> Your objective: Sort through the listing below and keep each line with the word "apply". Copy those.

·····

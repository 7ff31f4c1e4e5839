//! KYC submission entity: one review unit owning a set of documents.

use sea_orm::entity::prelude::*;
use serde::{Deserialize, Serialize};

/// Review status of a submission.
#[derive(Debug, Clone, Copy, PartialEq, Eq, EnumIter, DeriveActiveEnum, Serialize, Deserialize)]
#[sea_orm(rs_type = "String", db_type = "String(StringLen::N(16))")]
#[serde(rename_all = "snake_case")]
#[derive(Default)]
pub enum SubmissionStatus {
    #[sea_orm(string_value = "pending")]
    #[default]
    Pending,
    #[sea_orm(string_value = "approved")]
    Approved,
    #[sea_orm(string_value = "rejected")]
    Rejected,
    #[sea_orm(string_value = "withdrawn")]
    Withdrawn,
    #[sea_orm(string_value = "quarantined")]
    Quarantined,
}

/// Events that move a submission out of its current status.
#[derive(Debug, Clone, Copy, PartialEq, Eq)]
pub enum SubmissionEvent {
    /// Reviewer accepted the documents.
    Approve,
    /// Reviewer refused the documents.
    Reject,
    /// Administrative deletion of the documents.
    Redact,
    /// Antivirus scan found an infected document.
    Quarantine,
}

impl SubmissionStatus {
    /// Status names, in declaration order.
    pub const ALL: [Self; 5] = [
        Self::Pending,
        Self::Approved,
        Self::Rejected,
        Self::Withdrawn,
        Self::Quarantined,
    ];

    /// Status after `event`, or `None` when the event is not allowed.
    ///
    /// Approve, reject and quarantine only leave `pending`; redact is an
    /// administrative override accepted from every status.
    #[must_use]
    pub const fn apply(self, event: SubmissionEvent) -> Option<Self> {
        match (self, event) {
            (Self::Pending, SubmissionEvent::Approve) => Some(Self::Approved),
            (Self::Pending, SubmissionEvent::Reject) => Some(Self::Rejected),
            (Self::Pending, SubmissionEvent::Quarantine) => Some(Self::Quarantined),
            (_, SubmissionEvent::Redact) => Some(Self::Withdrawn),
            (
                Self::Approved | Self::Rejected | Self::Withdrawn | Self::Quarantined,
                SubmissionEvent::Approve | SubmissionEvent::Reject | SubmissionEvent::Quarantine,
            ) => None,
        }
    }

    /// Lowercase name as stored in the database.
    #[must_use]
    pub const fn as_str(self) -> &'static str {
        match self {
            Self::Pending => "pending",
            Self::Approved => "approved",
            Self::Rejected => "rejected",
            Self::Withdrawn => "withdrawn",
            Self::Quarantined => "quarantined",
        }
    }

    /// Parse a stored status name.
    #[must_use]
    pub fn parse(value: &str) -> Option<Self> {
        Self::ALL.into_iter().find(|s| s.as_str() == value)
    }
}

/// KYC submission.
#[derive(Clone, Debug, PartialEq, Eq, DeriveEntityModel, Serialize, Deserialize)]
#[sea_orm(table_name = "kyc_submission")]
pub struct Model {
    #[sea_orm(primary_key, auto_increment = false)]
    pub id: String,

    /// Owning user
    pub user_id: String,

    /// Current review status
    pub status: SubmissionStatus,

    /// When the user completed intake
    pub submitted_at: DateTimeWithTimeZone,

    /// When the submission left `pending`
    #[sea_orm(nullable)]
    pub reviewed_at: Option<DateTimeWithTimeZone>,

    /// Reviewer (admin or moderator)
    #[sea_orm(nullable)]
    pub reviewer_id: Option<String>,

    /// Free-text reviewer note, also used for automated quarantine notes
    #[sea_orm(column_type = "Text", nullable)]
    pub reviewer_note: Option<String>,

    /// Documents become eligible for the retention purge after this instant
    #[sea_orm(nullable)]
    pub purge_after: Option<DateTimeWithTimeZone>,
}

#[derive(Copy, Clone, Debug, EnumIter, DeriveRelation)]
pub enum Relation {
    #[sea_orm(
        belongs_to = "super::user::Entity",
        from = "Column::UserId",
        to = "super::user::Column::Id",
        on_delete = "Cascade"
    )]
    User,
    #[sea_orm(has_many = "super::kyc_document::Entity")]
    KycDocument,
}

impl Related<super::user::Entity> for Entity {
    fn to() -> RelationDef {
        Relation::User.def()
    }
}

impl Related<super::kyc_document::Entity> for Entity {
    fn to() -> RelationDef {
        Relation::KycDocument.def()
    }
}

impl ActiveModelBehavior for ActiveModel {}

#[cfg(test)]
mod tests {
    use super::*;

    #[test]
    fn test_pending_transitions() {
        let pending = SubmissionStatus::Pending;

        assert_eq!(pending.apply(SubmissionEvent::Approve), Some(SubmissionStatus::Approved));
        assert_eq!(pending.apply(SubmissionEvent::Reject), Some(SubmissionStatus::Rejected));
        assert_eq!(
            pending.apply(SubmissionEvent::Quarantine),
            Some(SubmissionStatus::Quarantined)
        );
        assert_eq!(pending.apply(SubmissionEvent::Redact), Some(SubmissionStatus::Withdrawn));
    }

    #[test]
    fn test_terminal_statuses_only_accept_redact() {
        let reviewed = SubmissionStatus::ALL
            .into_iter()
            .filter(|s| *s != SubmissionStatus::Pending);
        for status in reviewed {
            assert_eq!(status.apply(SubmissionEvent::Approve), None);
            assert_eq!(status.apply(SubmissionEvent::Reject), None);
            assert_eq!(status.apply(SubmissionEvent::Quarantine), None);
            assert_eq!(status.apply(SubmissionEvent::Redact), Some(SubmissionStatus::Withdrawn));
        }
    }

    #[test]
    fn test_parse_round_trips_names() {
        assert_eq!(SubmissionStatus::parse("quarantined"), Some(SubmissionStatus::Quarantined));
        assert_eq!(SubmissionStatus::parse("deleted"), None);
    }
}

·····

> Response to this task:
    pub const fn apply(self, event: SubmissionEvent) -> Option<Self> {
        assert_eq!(pending.apply(SubmissionEvent::Approve), Some(SubmissionStatus::Approved));
        assert_eq!(pending.apply(SubmissionEvent::Reject), Some(SubmissionStatus::Rejected));
            pending.apply(SubmissionEvent::Quarantine),
        assert_eq!(pending.apply(SubmissionEvent::Redact), Some(SubmissionStatus::Withdrawn));
            assert_eq!(status.apply(SubmissionEvent::Approve), None);
            assert_eq!(status.apply(SubmissionEvent::Reject), None);
            assert_eq!(status.apply(SubmissionEvent::Quarantine), None);
            assert_eq!(status.apply(SubmissionEvent::Redact), Some(SubmissionStatus::Withdrawn));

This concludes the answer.